The accepted keys are headers, cookies, auth, follow_redirects, timeout, and extensions — identical to httpx.Client.request().

Async clients

Generate an async client with --async-client. The shape is identical, but the client subclasses httpx.AsyncClient and every method is a coroutine:

from demo_client import OpenApiClient

async with OpenApiClient(base_url="https://api.example.com") as client:
    user = await client.GET("/users/{id}", params={"id": "abc"})
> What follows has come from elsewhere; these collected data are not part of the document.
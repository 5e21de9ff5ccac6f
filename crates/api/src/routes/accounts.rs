//! Account summary routes.

use axum::{
    Json, Router,
    extract::State,
    http::StatusCode,
    response::IntoResponse,
    routing::get,
};
use serde_json::json;
use tracing::error;

use crate::{AppState, middleware::AuthStaff};
use aula_db::AccountRepository;

/// Creates the account routes (requires auth middleware to be applied externally).
pub fn routes() -> Router<AppState> {
    Router::new()
        .route("/treasury/accounts/guardians/summary", get(guardian_summaries))
        .route("/treasury/accounts/tutors/summary", get(tutor_summaries))
}

/// GET `/treasury/accounts/guardians/summary` - Balance summary per guardian account.
async fn guardian_summaries(State(state): State<AppState>, _staff: AuthStaff) -> impl IntoResponse {
    let repo = AccountRepository::new((*state.db).clone());

    match repo.guardian_summaries().await {
        Ok(summaries) => (StatusCode::OK, Json(json!({ "accounts": summaries }))).into_response(),
        Err(e) => {
            error!(error = %e, "Failed to compute guardian summaries");
            internal_error()
        }
    }
}

/// GET `/treasury/accounts/tutors/summary` - Balance summary per tutor account.
async fn tutor_summaries(State(state): State<AppState>, _staff: AuthStaff) -> impl IntoResponse {
    let repo = AccountRepository::new((*state.db).clone());

    match repo.tutor_summaries().await {
        Ok(summaries) => (StatusCode::OK, Json(json!({ "accounts": summaries }))).into_response(),
        Err(e) => {
            error!(error = %e, "Failed to compute tutor summaries");
            internal_error()
        }
    }
}

fn internal_error() -> axum::response::Response {
    (
        StatusCode::INTERNAL_SERVER_ERROR,
        Json(json!({
            "error": "internal_error",
            "message": "An error occurred"
        })),
    )
        .into_response()
}
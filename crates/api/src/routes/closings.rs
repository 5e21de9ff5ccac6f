//! Closing period routes.

use axum::{
    Json, Router,
    extract::State,
    http::StatusCode,
    response::IntoResponse,
    routing::{get, post},
};
use chrono::NaiveDate;
use serde::{Deserialize, Serialize};
use serde_json::json;
use tracing::{error, info};
use uuid::Uuid;

use crate::{AppState, middleware::AuthStaff};
use aula_db::ClosingRepository;
use aula_db::repositories::closing::ClosingError;

/// Creates the closing routes (requires auth middleware to be applied externally).
pub fn routes() -> Router<AppState> {
    Router::new()
        .route("/treasury/closings", post(create_closing))
        .route("/treasury/closings", get(list_closings))
}

/// Request body for creating a closing.
#[derive(Debug, Deserialize)]
pub struct CreateClosingRequest {
    /// Movements dated on or before this day become immutable.
    pub closed_through: NaiveDate,
}

/// Response for a closing period.
#[derive(Debug, Serialize)]
pub struct ClosingResponse {
    /// Closing ID.
    pub id: Uuid,
    /// Calendar month ("YYYY-MM").
    pub month: String,
    /// Boundary date.
    pub closed_through: NaiveDate,
}

impl From<aula_db::entities::closing_periods::Model> for ClosingResponse {
    fn from(row: aula_db::entities::closing_periods::Model) -> Self {
        Self {
            id: row.id,
            month: row.month,
            closed_through: row.closed_through,
        }
    }
}

/// POST `/treasury/closings` - Close the books through a date.
async fn create_closing(
    State(state): State<AppState>,
    staff: AuthStaff,
    Json(payload): Json<CreateClosingRequest>,
) -> impl IntoResponse {
    let repo = ClosingRepository::new((*state.db).clone());

    match repo.create(payload.closed_through).await {
        Ok(closing) => {
            info!(
                closed_through = %closing.closed_through,
                staff_id = %staff.staff_id(),
                "Closing recorded"
            );
            (StatusCode::CREATED, Json(ClosingResponse::from(closing))).into_response()
        }
        Err(e @ ClosingError::FutureDate(_)) => (
            StatusCode::BAD_REQUEST,
            Json(json!({
                "error": "future_closing_date",
                "message": e.to_string()
            })),
        )
            .into_response(),
        Err(e) => {
            error!(error = %e, "Failed to record closing");
            (
                StatusCode::INTERNAL_SERVER_ERROR,
                Json(json!({
                    "error": "internal_error",
                    "message": "An error occurred"
                })),
            )
                .into_response()
        }
    }
}

/// GET `/treasury/closings` - List closing periods, most recent first.
async fn list_closings(State(state): State<AppState>, _staff: AuthStaff) -> impl IntoResponse {
    let repo = ClosingRepository::new((*state.db).clone());

    match repo.list().await {
        Ok(rows) => {
            let closings: Vec<ClosingResponse> =
                rows.into_iter().map(ClosingResponse::from).collect();
            (StatusCode::OK, Json(json!({ "closings": closings }))).into_response()
        }
        Err(e) => {
            error!(error = %e, "Failed to list closings");
            (
                StatusCode::INTERNAL_SERVER_ERROR,
                Json(json!({
                    "error": "internal_error",
                    "message": "An error occurred"
                })),
            )
                .into_response()
        }
    }
}
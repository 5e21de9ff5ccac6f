//! Journal repository: the diary and the expected-vs-real comparison.
//!
//! Expected movements come from obligations (by accrual date), real
//! movements from confirmed payments (by pay date). The two sources stay
//! disjoint; the pure merge and running-balance rules live in `aula-core`.

use aula_core::journal::{
    self, DayComparison, DayFlow, DiaryEntry, EntrySource, JournalRow,
};
use aula_shared::types::AccountId;
use chrono::NaiveDate;
use rust_decimal::Decimal;
use sea_orm::{
    ColumnTrait, DatabaseConnection, DbErr, EntityTrait, QueryFilter,
};
use std::collections::BTreeMap;
use uuid::Uuid;

use crate::entities::{
    obligations, payments,
    sea_orm_active_enums::{ObligationKind, ObligationState, PaymentDirection, PaymentState},
};

/// Error types for journal operations.
#[derive(Debug, thiserror::Error)]
pub enum JournalError {
    /// The range is inverted.
    #[error("Invalid date range: {from} is after {to}")]
    InvalidRange {
        /// Range start.
        from: NaiveDate,
        /// Range end.
        to: NaiveDate,
    },

    /// Database error.
    #[error("Database error: {0}")]
    Database(#[from] DbErr),
}

/// Journal repository.
#[derive(Debug, Clone)]
pub struct JournalRepository {
    db: DatabaseConnection,
}

impl JournalRepository {
    /// Creates a new journal repository.
    #[must_use]
    pub const fn new(db: DatabaseConnection) -> Self {
        Self { db }
    }

    /// The diary: obligations and confirmed payments in one dated ledger
    /// with a per-account running balance.
    ///
    /// Charges and payouts post as debit and credit expected movements;
    /// inflows and outflows post as credit and debit real movements, so the
    /// balance trends back toward zero as money settles. Pending obligations
    /// are included only when `include_pending` is set.
    ///
    /// # Errors
    ///
    /// Returns an error if the range is inverted or a database operation
    /// fails.
    pub async fn diary(
        &self,
        from: NaiveDate,
        to: NaiveDate,
        account_id: Option<Uuid>,
        include_pending: bool,
    ) -> Result<Vec<DiaryEntry>, JournalError> {
        check_range(from, to)?;

        let mut obligation_query = obligations::Entity::find()
            .filter(obligations::Column::AccrualDate.gte(from))
            .filter(obligations::Column::AccrualDate.lte(to));
        if !include_pending {
            obligation_query =
                obligation_query.filter(obligations::Column::State.eq(ObligationState::Settled));
        }
        if let Some(account_id) = account_id {
            obligation_query =
                obligation_query.filter(obligations::Column::AccountId.eq(account_id));
        }

        let mut payment_query = payments::Entity::find()
            .filter(payments::Column::PayDate.gte(from))
            .filter(payments::Column::PayDate.lte(to))
            .filter(payments::Column::State.is_in([
                PaymentState::Completed,
                PaymentState::Verified,
            ]));
        if let Some(account_id) = account_id {
            payment_query = payment_query.filter(payments::Column::AccountId.eq(account_id));
        }

        let mut rows: Vec<JournalRow> = Vec::new();

        for row in obligation_query.all(&self.db).await? {
            let (debit, credit) = match row.kind {
                ObligationKind::ChargeSession => (row.amount, Decimal::ZERO),
                ObligationKind::PayoutSession => (Decimal::ZERO, row.amount),
            };
            rows.push(JournalRow {
                id: row.id,
                date: row.accrual_date,
                account_id: AccountId::from_uuid(row.account_id),
                debit,
                credit,
                detail: row.detail,
                source: EntrySource::Obligation,
            });
        }

        for row in payment_query.all(&self.db).await? {
            let (debit, credit) = match row.direction {
                PaymentDirection::Inflow => (Decimal::ZERO, row.amount),
                PaymentDirection::Outflow => (row.amount, Decimal::ZERO),
            };
            rows.push(JournalRow {
                id: row.id,
                date: row.pay_date,
                account_id: AccountId::from_uuid(row.account_id),
                debit,
                credit,
                detail: row.detail.unwrap_or_default(),
                source: EntrySource::Payment,
            });
        }

        rows.sort_by(|a, b| (a.date, a.id).cmp(&(b.date, b.id)));

        Ok(journal::with_running_balance(rows))
    }

    /// Per-day expected (pending obligations) versus real (confirmed
    /// payments) totals over the range.
    ///
    /// # Errors
    ///
    /// Returns an error if the range is inverted or a database operation
    /// fails.
    pub async fn expected_vs_real(
        &self,
        from: NaiveDate,
        to: NaiveDate,
    ) -> Result<Vec<DayComparison>, JournalError> {
        check_range(from, to)?;

        let mut expected: BTreeMap<NaiveDate, DayFlow> = BTreeMap::new();
        let pending = obligations::Entity::find()
            .filter(obligations::Column::AccrualDate.gte(from))
            .filter(obligations::Column::AccrualDate.lte(to))
            .filter(obligations::Column::State.eq(ObligationState::Pending))
            .all(&self.db)
            .await?;
        for row in pending {
            let flow = expected.entry(row.accrual_date).or_default();
            match row.kind {
                ObligationKind::ChargeSession => flow.add(row.remaining, Decimal::ZERO),
                ObligationKind::PayoutSession => flow.add(Decimal::ZERO, row.remaining),
            }
        }

        let mut real: BTreeMap<NaiveDate, DayFlow> = BTreeMap::new();
        let confirmed = payments::Entity::find()
            .filter(payments::Column::PayDate.gte(from))
            .filter(payments::Column::PayDate.lte(to))
            .filter(payments::Column::State.is_in([
                PaymentState::Completed,
                PaymentState::Verified,
            ]))
            .all(&self.db)
            .await?;
        for row in confirmed {
            let flow = real.entry(row.pay_date).or_default();
            match row.direction {
                PaymentDirection::Inflow => flow.add(row.amount, Decimal::ZERO),
                PaymentDirection::Outflow => flow.add(Decimal::ZERO, row.amount),
            }
        }

        Ok(journal::expected_vs_real(&expected, &real))
    }
}

fn check_range(from: NaiveDate, to: NaiveDate) -> Result<(), JournalError> {
    if from > to {
        return Err(JournalError::InvalidRange { from, to });
    }
    Ok(())
}
//! Application configuration management.

use serde::Deserialize;

/// Application configuration.
#[derive(Debug, Clone, Deserialize)]
pub struct AppConfig {
    /// Server configuration.
    pub server: ServerConfig,
    /// Database configuration.
    pub database: DatabaseConfig,
    /// JWT configuration.
    pub jwt: JwtSettings,
    /// Receipt storage configuration.
    #[serde(default)]
    pub storage: StorageSettings,
}

/// Server configuration.
#[derive(Debug, Clone, Deserialize)]
pub struct ServerConfig {
    /// Host to bind to.
    #[serde(default = "default_host")]
    pub host: String,
    /// Port to listen on.
    #[serde(default = "default_port")]
    pub port: u16,
}

fn default_host() -> String {
    "0.0.0.0".to_string()
}

fn default_port() -> u16 {
    8080
}

/// Database configuration.
#[derive(Debug, Clone, Deserialize)]
pub struct DatabaseConfig {
    /// Database connection URL.
    pub url: String,
    /// Maximum number of connections in the pool.
    #[serde(default = "default_max_connections")]
    pub max_connections: u32,
    /// Minimum number of connections in the pool.
    #[serde(default = "default_min_connections")]
    pub min_connections: u32,
}

fn default_max_connections() -> u32 {
    10
}

fn default_min_connections() -> u32 {
    1
}

/// JWT configuration.
#[derive(Debug, Clone, Deserialize)]
pub struct JwtSettings {
    /// Secret key shared with the identity service.
    pub secret: String,
    /// Access token expiration in seconds.
    #[serde(default = "default_access_token_expiry")]
    pub access_token_expiry_secs: u64,
}

fn default_access_token_expiry() -> u64 {
    900 // 15 minutes
}

/// Receipt storage configuration.
///
/// `backend` selects the provider: `fs` (default), `s3`, or `azblob`.
/// Provider-specific fields are optional and only read for the matching
/// backend.
#[derive(Debug, Clone, Deserialize)]
pub struct StorageSettings {
    /// Storage backend: "fs", "s3", or "azblob".
    #[serde(default = "default_storage_backend")]
    pub backend: String,
    /// Root directory (fs backend).
    #[serde(default = "default_storage_root")]
    pub root: String,
    /// Bucket or container name (s3/azblob backends).
    pub bucket: Option<String>,
    /// Endpoint URL (s3 backend).
    pub endpoint: Option<String>,
    /// Region (s3 backend).
    pub region: Option<String>,
    /// Access key ID (s3) or account name (azblob).
    pub access_key_id: Option<String>,
    /// Secret access key (s3) or account key (azblob).
    pub secret_access_key: Option<String>,
    /// Base URL prepended to stored receipt keys to form receipt URLs.
    #[serde(default = "default_public_base_url")]
    pub public_base_url: String,
}

fn default_storage_backend() -> String {
    "fs".to_string()
}

fn default_storage_root() -> String {
    "./data/receipts".to_string()
}

fn default_public_base_url() -> String {
    "/receipts".to_string()
}

impl Default for StorageSettings {
    fn default() -> Self {
        Self {
            backend: default_storage_backend(),
            root: default_storage_root(),
            bucket: None,
            endpoint: None,
            region: None,
            access_key_id: None,
            secret_access_key: None,
            public_base_url: default_public_base_url(),
        }
    }
}

impl AppConfig {
    /// Loads configuration from environment and config files.
    ///
    /// # Errors
    ///
    /// Returns an error if configuration cannot be loaded.
    pub fn load() -> Result<Self, config::ConfigError> {
        let run_mode = std::env::var("RUN_MODE").unwrap_or_else(|_| "development".to_string());

        let config = config::Config::builder()
            .add_source(config::File::with_name("config/default").required(false))
            .add_source(config::File::with_name(&format!("config/{run_mode}")).required(false))
            .add_source(config::Environment::with_prefix("AULA").separator("__"))
            .build()?;

        config.try_deserialize()
    }
}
Example: what the generated code looks like

Given a spec with three operations — a GET /user/{id}, a JSON POST /user, and a multipart POST /file — the generator produces something like this:

class GetUserByIdParams(TypedDict):
    id: str

class User(TypedDict):
    id: str
    name: str
    email: str

class PostFileUploadRequest(TypedDict):
    name: str
    description: str

class OpenApiClient(Client):
    @overload
    def GET(
        self,
        path: Literal["/user/{id}"],
        *,
        params: GetUserByIdParams,
        parse_as: Literal["json"] = "json",
        **kwargs: Unpack[RequestKwargs],
    ) -> User:
        """Get a user by ID"""
        ...

    @overload
    def POST(
        self,
        path: Literal["/user"],
        *,
        params: None = None,
        json: User,
        data: None = None,
        content: None = None,
        files: None = None,
        parse_as: Literal["json"] = "json",
        **kwargs: Unpack[RequestKwargs],
    ) -> User:
        """Create a user"""
        ...

    @overload
    def POST(
        self,
        path: Literal["/file"],
        *,
        params: None = None,
        json: None = None,
        data: PostFileUploadRequest,
        files: dict[Literal["file"], FileTypes] | list[tuple[Literal["file"], FileTypes]],
        content: None = None,
        parse_as: Literal["json"] = "json",
        **kwargs: Unpack[RequestKwargs],
    ) -> None:
        """Upload a file"""
        ...

Each overload is keyed on the (method, path) literal pair. When you call client.POST("/user", json={...}), the type checker picks the matching overload, types json as User, and infers the return type — while rejecting anything that doesn't match.